Djk={(xi,ψ(Li,lj,lk))|φ(Li,lj)≠φ(Li,lk)} (2)
wherein D isjkRepresents a label pair (l)j,lk) A corresponding training subset.
In an implementation, when selecting a label pair (l) from the multi-labeled training set Dj,lk) Corresponding training subset DjkThen, a classification learning algorithm can be adopted to perform classification learning on the two labels to obtain a label pair (l)j,lk) And a plurality of two classifiers in one-to-one correspondence.
Step S202: and respectively inputting the test set into a plurality of two classifiers obtained by training, and calculating first votes obtained by the examples corresponding to the samples in the test set on the labels of all types.
In an embodiment of the present invention, the first votes obtained by the instances corresponding to the samples in the test set on the tags of the respective types are calculated by using the following formula:
wherein, ζ (x)i,lj) Represents example xiOn the label ljVotes obtained above, ClfjkRepresents a label pair (l)j,lk) A corresponding two-classifier is used for classifying the data,indicating that the samples are correctly predicted as negative examples in the training subset whenIndicating that the sample was correctly predicted as a positive example in the training subset.
Step S203: and respectively adding the corresponding virtual labels into each sample in the corresponding training subsets to obtain training subsets corresponding to label pairs formed by the corresponding type labels and the virtual labels, and respectively training by adopting the obtained training subsets to obtain a plurality of auxiliary two classifiers in one-to-one correspondence with each type label.
In the implementation, a virtual tag l is usedsAdded to each sample for labeling with xiSegmentation points of related and unrelated labels, for each new label pair (l)j,ls) Respectively obtained corresponding training sets DisAnd for each new label pair (l) using a corresponding two-class learning algorithmj,ls) Respectively obtained corresponding training sets DjsRespectively learning to obtain corresponding K auxiliary two classifiers Clfjs。
Step S204: and respectively inputting the test set into a plurality of auxiliary second classifiers obtained by training, and calculating a second vote obtained on each type label and a third vote obtained on the virtual label by the corresponding example of the sample in the test set.
In an embodiment of the present invention, the following formula is used to calculate the second vote obtained by the corresponding instance of the sample in the test set on each type label:
wherein, ζ (x)i,lj) Represents example xiOn the label ljVotes obtained above, which have not been updated, ClfjkRepresents a label pair (l)j,lk) A corresponding two-classifier is used for classifying the data,indicating that the sample was correctly predicted as a positive example in the training subset.

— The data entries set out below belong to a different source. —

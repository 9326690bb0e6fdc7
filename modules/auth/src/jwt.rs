use std::sync::Arc;

use async_trait::async_trait;
use chrono::Utc;
use jsonwebtoken::{decode, encode, Algorithm, DecodingKey, EncodingKey, Header, Validation};
use serde::{Deserialize, Serialize};
use tracing::info;

use flowkit::{Callable, JsonMap, Module, ModuleCtx, WireableModule};

use crate::provider::{AuthProvider, Identity};
use crate::users::{MemoryUserStore, User, UserStore};

fn default_issuer() -> String {
    "flowd".to_string()
}
fn default_ttl() -> u64 {
    3600
}

#[derive(Debug, Clone, Deserialize)]
#[serde(deny_unknown_fields)]
pub struct JwtProviderConfig {
    /// HS256 signing secret; usually `${FLOWD_JWT_SECRET}`.
    pub secret: String,
    #[serde(default = "default_issuer")]
    pub issuer: String,
    #[serde(default = "default_ttl", rename = "ttlSecs")]
    pub ttl_secs: u64,
    /// Service name of a user store; defaults to an in-memory store.
    #[serde(default)]
    pub users: Option<String>,
}

#[derive(Debug, Serialize, Deserialize)]
struct Claims {
    sub: String,
    iss: String,
    iat: i64,
    exp: i64,
}

/// HS256 token issuance and validation.
pub struct JwtProvider {
    name: String,
    encoding: EncodingKey,
    decoding: DecodingKey,
    issuer: String,
    ttl_secs: u64,
}

impl JwtProvider {
    pub fn new(name: &str, cfg: &JwtProviderConfig) -> Self {
        Self {
            name: name.to_string(),
            encoding: EncodingKey::from_secret(cfg.secret.as_bytes()),
            decoding: DecodingKey::from_secret(cfg.secret.as_bytes()),
            issuer: cfg.issuer.clone(),
            ttl_secs: cfg.ttl_secs,
        }
    }

    pub fn issue(&self, subject: &str) -> anyhow::Result<(String, i64)> {
        let now = Utc::now().timestamp();
        let exp = now + self.ttl_secs as i64;
        let claims = Claims {
            sub: subject.to_string(),
            iss: self.issuer.clone(),
            iat: now,
            exp,
        };
        let token = encode(&Header::new(Algorithm::HS256), &claims, &self.encoding)?;
        Ok((token, exp))
    }
}

#[async_trait]
impl AuthProvider for JwtProvider {
    fn name(&self) -> &str {
        &self.name
    }

    async fn validate(&self, token: &str) -> anyhow::Result<Identity> {
        let mut validation = Validation::new(Algorithm::HS256);
        validation.leeway = 0;
        validation.set_issuer(&[&self.issuer]);

        let data = decode::<Claims>(token, &self.decoding, &validation).map_err(|e| {
            match e.kind() {
                jsonwebtoken::errors::ErrorKind::ExpiredSignature => {
                    anyhow::anyhow!("token-expired")
                }
                _ => anyhow::anyhow!("token-invalid: {e}"),
            }
        })?;

        let mut claims = JsonMap::new();
        claims.insert("iat".to_string(), serde_json::json!(data.claims.iat));
        claims.insert("exp".to_string(), serde_json::json!(data.claims.exp));
        Ok(Identity {
            subject: data.claims.sub,
            issuer: Some(data.claims.iss),
            claims,
        })
    }
}

/// Resolves the configured user store on each use, so a store published by
/// a later-initializing persistence module binds correctly; unnamed
/// configurations use a shared in-memory store.
#[derive(Clone)]
struct StoreHandle {
    registry: Arc<flowkit::ServiceRegistry>,
    name: Option<String>,
    fallback: Arc<MemoryUserStore>,
}

impl StoreHandle {
    fn resolve(&self) -> anyhow::Result<Arc<dyn UserStore>> {
        match &self.name {
            Some(name) => Ok(self.registry.get(name)?),
            None => Ok(self.fallback.clone() as Arc<dyn UserStore>),
        }
    }
}

struct RegisterCallable {
    store: StoreHandle,
}

#[async_trait]
impl Callable for RegisterCallable {
    async fn execute(&self, params: JsonMap) -> anyhow::Result<JsonMap> {
        let email = require_str(&params, "email")?;
        let password = require_str(&params, "password")?;
        let name = params
            .get("name")
            .and_then(|v| v.as_str())
            .unwrap_or(email);

        let user = User::new(email, password, name)?;
        self.store.resolve()?.create(&user).await?;

        let mut out = JsonMap::new();
        out.insert("email".to_string(), serde_json::json!(user.email));
        out.insert("name".to_string(), serde_json::json!(user.name));
        out.insert(
            "created_at".to_string(),
            serde_json::json!(user.created_at.to_rfc3339()),
        );
        Ok(out)
    }
}

struct LoginCallable {
    store: StoreHandle,
    provider: Arc<JwtProvider>,
}

#[async_trait]
impl Callable for LoginCallable {
    async fn execute(&self, params: JsonMap) -> anyhow::Result<JsonMap> {
        let email = require_str(&params, "email")?;
        let password = require_str(&params, "password")?;

        let user = self
            .store
            .resolve()?
            .find_by_email(email)
            .await?
            .filter(|u| u.verify_password(password))
            .ok_or_else(|| anyhow::anyhow!("invalid credentials"))?;

        let (token, exp) = self.provider.issue(&user.email)?;
        let mut out = JsonMap::new();
        out.insert("token".to_string(), serde_json::json!(token));
        out.insert("expires_at".to_string(), serde_json::json!(exp));
        Ok(out)
    }
}

fn require_str<'a>(params: &'a JsonMap, key: &str) -> anyhow::Result<&'a str> {
    params
        .get(key)
        .and_then(|v| v.as_str())
        .ok_or_else(|| anyhow::anyhow!("missing '{key}' parameter"))
}

/// The `auth.jwt` module: publishes the provider under the module name,
/// plus `<name>.login` and `<name>.register` callables.
pub struct JwtProviderModule {
    name: String,
    store_name: parking_lot::RwLock<Option<String>>,
}

impl JwtProviderModule {
    pub fn new(name: &str) -> Self {
        Self {
            name: name.to_string(),
            store_name: parking_lot::RwLock::new(None),
        }
    }
}

#[async_trait]
impl Module for JwtProviderModule {
    fn name(&self) -> &str {
        &self.name
    }

    async fn init(&self, ctx: &ModuleCtx) -> anyhow::Result<()> {
        let cfg: JwtProviderConfig = ctx.config()?;
        if cfg.secret.trim().is_empty() {
            anyhow::bail!("auth.jwt '{}' requires a non-empty secret", self.name);
        }
        *self.store_name.write() = cfg.users.clone();

        let provider = Arc::new(JwtProvider::new(&self.name, &cfg));
        ctx.registry()
            .register(self.name.clone(), provider.clone() as Arc<dyn AuthProvider>)?;

        let store = StoreHandle {
            registry: ctx.registry().clone(),
            name: cfg.users.clone(),
            fallback: Arc::new(MemoryUserStore::new()),
        };

        ctx.registry().register(
            format!("{}.register", self.name),
            Arc::new(RegisterCallable {
                store: store.clone(),
            }) as Arc<dyn Callable>,
        )?;
        ctx.registry().register(
            format!("{}.login", self.name),
            Arc::new(LoginCallable { store, provider }) as Arc<dyn Callable>,
        )?;

        info!(module = %self.name, issuer = %cfg.issuer, "JWT provider initialized");
        Ok(())
    }

    fn as_any(&self) -> &dyn std::any::Any {
        self
    }

    fn as_wireable(&self) -> Option<&dyn WireableModule> {
        Some(self)
    }
}

impl WireableModule for JwtProviderModule {
    fn wire(&self, ctx: &ModuleCtx) -> anyhow::Result<()> {
        // A named user store must exist once the registry is complete.
        if let Some(store_name) = self.store_name.read().clone() {
            ctx.registry().get::<Arc<dyn UserStore>>(&store_name)?;
        }
        Ok(())
    }
}

#[cfg(test)]
mod tests {
    use super::*;

    fn config(ttl_secs: u64) -> JwtProviderConfig {
        JwtProviderConfig {
            secret: "test-secret".to_string(),
            issuer: default_issuer(),
            ttl_secs,
            users: None,
        }
    }

    #[tokio::test]
    async fn issue_then_validate() {
        let provider = JwtProvider::new("jwt", &config(60));
        let (token, exp) = provider.issue("ada@example.com").unwrap();
        assert!(exp > Utc::now().timestamp());

        let identity = provider.validate(&token).await.unwrap();
        assert_eq!(identity.subject, "ada@example.com");
        assert_eq!(identity.issuer.as_deref(), Some("flowd"));
        assert!(identity.claims.contains_key("exp"));
    }

    #[tokio::test]
    async fn expired_token_rejects_with_token_expired() {
        let provider = JwtProvider::new("jwt", &config(0));
        let (token, _) = provider.issue("ada@example.com").unwrap();

        tokio::time::sleep(std::time::Duration::from_millis(1100)).await;
        let err = provider.validate(&token).await.unwrap_err();
        assert_eq!(err.to_string(), "token-expired");
    }

    #[tokio::test]
    async fn tampered_token_rejects() {
        let provider = JwtProvider::new("jwt", &config(60));
        let (token, _) = provider.issue("ada@example.com").unwrap();

        let other = JwtProvider::new(
            "other",
            &JwtProviderConfig {
                secret: "different".to_string(),
                issuer: default_issuer(),
                ttl_secs: 60,
                users: None,
            },
        );
        assert!(other.validate(&token).await.is_err());
    }

    #[tokio::test]
    async fn register_then_login_flow() {
        let store = StoreHandle {
            registry: Arc::new(flowkit::ServiceRegistry::new()),
            name: None,
            fallback: Arc::new(MemoryUserStore::new()),
        };
        let provider = Arc::new(JwtProvider::new("jwt", &config(60)));

        let register = RegisterCallable {
            store: store.clone(),
        };
        let mut params = JsonMap::new();
        params.insert("email".to_string(), serde_json::json!("ada@example.com"));
        params.insert("password".to_string(), serde_json::json!("pw1234"));
        params.insert("name".to_string(), serde_json::json!("Ada"));
        register.execute(params.clone()).await.unwrap();

        let login = LoginCallable {
            store,
            provider: provider.clone(),
        };
        let out = login.execute(params.clone()).await.unwrap();
        let token = out["token"].as_str().unwrap();
        assert_eq!(
            provider.validate(token).await.unwrap().subject,
            "ada@example.com"
        );

        // Wrong password fails.
        params.insert("password".to_string(), serde_json::json!("nope"));
        assert!(login.execute(params).await.is_err());
    }
}
use std::any::Any;
use std::collections::HashMap;
use std::sync::Arc;

use parking_lot::RwLock;
use thiserror::Error;

/// Structured errors for the service registry.
#[derive(Debug, Error)]
pub enum RegistryError {
    #[error("service '{0}' is already registered")]
    AlreadyRegistered(String),
    #[error("service '{0}' not found")]
    NotFound(String),
    #[error("service '{name}' is not a {expected}")]
    TypeMismatch { name: String, expected: &'static str },
}

/// Process-wide mapping from service name to a live object.
///
/// Modules publish named capabilities during `init`; consumers resolve them
/// in the post-init wiring pass or late-bind in `start`. A duplicate publish
/// fails — last-writer-wins is forbidden. Writes happen only during build;
/// reads are lifelong, so a read-write lock fits the access pattern.
#[derive(Default)]
pub struct ServiceRegistry {
    services: RwLock<HashMap<String, Arc<dyn Any + Send + Sync>>>,
}

impl ServiceRegistry {
    pub fn new() -> Self {
        Self::default()
    }

    /// Publish `svc` under `name`. Fails if the name is taken.
    ///
    /// Capability objects are published as their capability type, e.g.
    /// `register(name, callable as Arc<dyn Callable>)`, and resolved with
    /// `get::<Arc<dyn Callable>>(name)`.
    pub fn register<T: Send + Sync + 'static>(
        &self,
        name: impl Into<String>,
        svc: T,
    ) -> Result<(), RegistryError> {
        let name = name.into();
        let mut services = self.services.write();
        if services.contains_key(&name) {
            return Err(RegistryError::AlreadyRegistered(name));
        }
        tracing::debug!(service = %name, "Registered service");
        services.insert(name, Arc::new(svc));
        Ok(())
    }

    /// Resolve `name` and assert its published type.
    pub fn get<T: Clone + Send + Sync + 'static>(&self, name: &str) -> Result<T, RegistryError> {
        let services = self.services.read();
        let entry = services
            .get(name)
            .ok_or_else(|| RegistryError::NotFound(name.to_string()))?;
        entry
            .downcast_ref::<T>()
            .cloned()
            .ok_or_else(|| RegistryError::TypeMismatch {
                name: name.to_string(),
                expected: std::any::type_name::<T>(),
            })
    }

    /// Resolve `name` without a type assertion.
    pub fn get_any(&self, name: &str) -> Result<Arc<dyn Any + Send + Sync>, RegistryError> {
        self.services
            .read()
            .get(name)
            .cloned()
            .ok_or_else(|| RegistryError::NotFound(name.to_string()))
    }

    pub fn contains(&self, name: &str) -> bool {
        self.services.read().contains_key(name)
    }

    /// Snapshot of registered names, sorted for deterministic iteration.
    pub fn list(&self) -> Vec<String> {
        let mut names: Vec<String> = self.services.read().keys().cloned().collect();
        names.sort();
        names
    }

    /// All services currently published with type `T`, with their names.
    ///
    /// Used by the wiring pass to discover capability implementations
    /// (e.g. every published `Arc<dyn AuthProvider>`).
    pub fn all_of<T: Clone + Send + Sync + 'static>(&self) -> Vec<(String, T)> {
        let services = self.services.read();
        let mut found: Vec<(String, T)> = services
            .iter()
            .filter_map(|(name, svc)| {
                svc.downcast_ref::<T>().cloned().map(|t| (name.clone(), t))
            })
            .collect();
        found.sort_by(|a, b| a.0.cmp(&b.0));
        found
    }
}

impl std::fmt::Debug for ServiceRegistry {
    fn fmt(&self, f: &mut std::fmt::Formatter<'_>) -> std::fmt::Result {
        f.debug_struct("ServiceRegistry")
            .field("services", &self.list())
            .finish()
    }
}

#[cfg(test)]
mod tests {
    use super::*;

    #[test]
    fn register_and_get() {
        let reg = ServiceRegistry::new();
        reg.register("greeting", "hello".to_string()).unwrap();

        let s: String = reg.get("greeting").unwrap();
        assert_eq!(s, "hello");
    }

    #[test]
    fn duplicate_register_fails() {
        let reg = ServiceRegistry::new();
        reg.register("svc", 1u32).unwrap();

        let err = reg.register("svc", 2u32).unwrap_err();
        assert!(matches!(err, RegistryError::AlreadyRegistered(n) if n == "svc"));

        // The original registration survives.
        let v: u32 = reg.get("svc").unwrap();
        assert_eq!(v, 1);
    }

    #[test]
    fn get_missing_is_not_found() {
        let reg = ServiceRegistry::new();
        let err = reg.get::<u32>("nope").unwrap_err();
        assert!(matches!(err, RegistryError::NotFound(_)));
    }

    #[test]
    fn get_wrong_type_is_mismatch() {
        let reg = ServiceRegistry::new();
        reg.register("svc", 1u32).unwrap();

        let err = reg.get::<String>("svc").unwrap_err();
        assert!(matches!(err, RegistryError::TypeMismatch { .. }));
    }

    #[test]
    fn trait_objects_round_trip_through_any() {
        trait Greeter: Send + Sync {
            fn greet(&self) -> String;
        }
        struct En;
        impl Greeter for En {
            fn greet(&self) -> String {
                "hi".into()
            }
        }

        let reg = ServiceRegistry::new();
        let svc: Arc<dyn Greeter> = Arc::new(En);
        reg.register("greeter", svc).unwrap();

        let got: Arc<dyn Greeter> = reg.get("greeter").unwrap();
        assert_eq!(got.greet(), "hi");
    }

    #[test]
    fn all_of_filters_by_type() {
        let reg = ServiceRegistry::new();
        reg.register("b-num", 2u32).unwrap();
        reg.register("a-num", 1u32).unwrap();
        reg.register("text", "x".to_string()).unwrap();

        let nums = reg.all_of::<u32>();
        assert_eq!(nums.len(), 2);
        // Sorted by name for determinism.
        assert_eq!(nums[0].0, "a-num");
        assert_eq!(nums[1].0, "b-num");
    }

    #[test]
    fn list_is_sorted_snapshot() {
        let reg = ServiceRegistry::new();
        reg.register("zeta", ()).unwrap();
        reg.register("alpha", ()).unwrap();
        assert_eq!(reg.list(), vec!["alpha".to_string(), "zeta".to_string()]);
    }
}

In an embodiment of the present invention, the following formula is used to calculate the third vote obtained by the example corresponding to the sample in the test set on each type label:
therein, ζ*(xi,ls) Represents example xiIn the virtual label lsThe votes obtained on the above-mentioned voting table,indicating that the sample was correctly predicted as a negative case in the training subset.
Step S205: and determining a final multi-label classifier based on the first vote and the second vote obtained on each type label by the corresponding example of the test sample and the third vote obtained on the virtual label.
In one embodiment of the present invention, the determined final multi-labeled classifier can be represented as:
h(x)={lj|ζ*(x,lj)>ζ*(x,ls)} (8)
wherein h (x) represents the multi-label classifier, ljIndicates the jth type tag, ζ*(x,lj) Represents example xiOn the label ljThe final vote, ζ obtained above*(x,ls) Represents example xiIn the virtual label lsThe votes obtained above.
The above-mentioned detailed description of the method for predicting heterogeneous information network links in the embodiment of the present invention, and a device corresponding to the above-mentioned method will be introduced below.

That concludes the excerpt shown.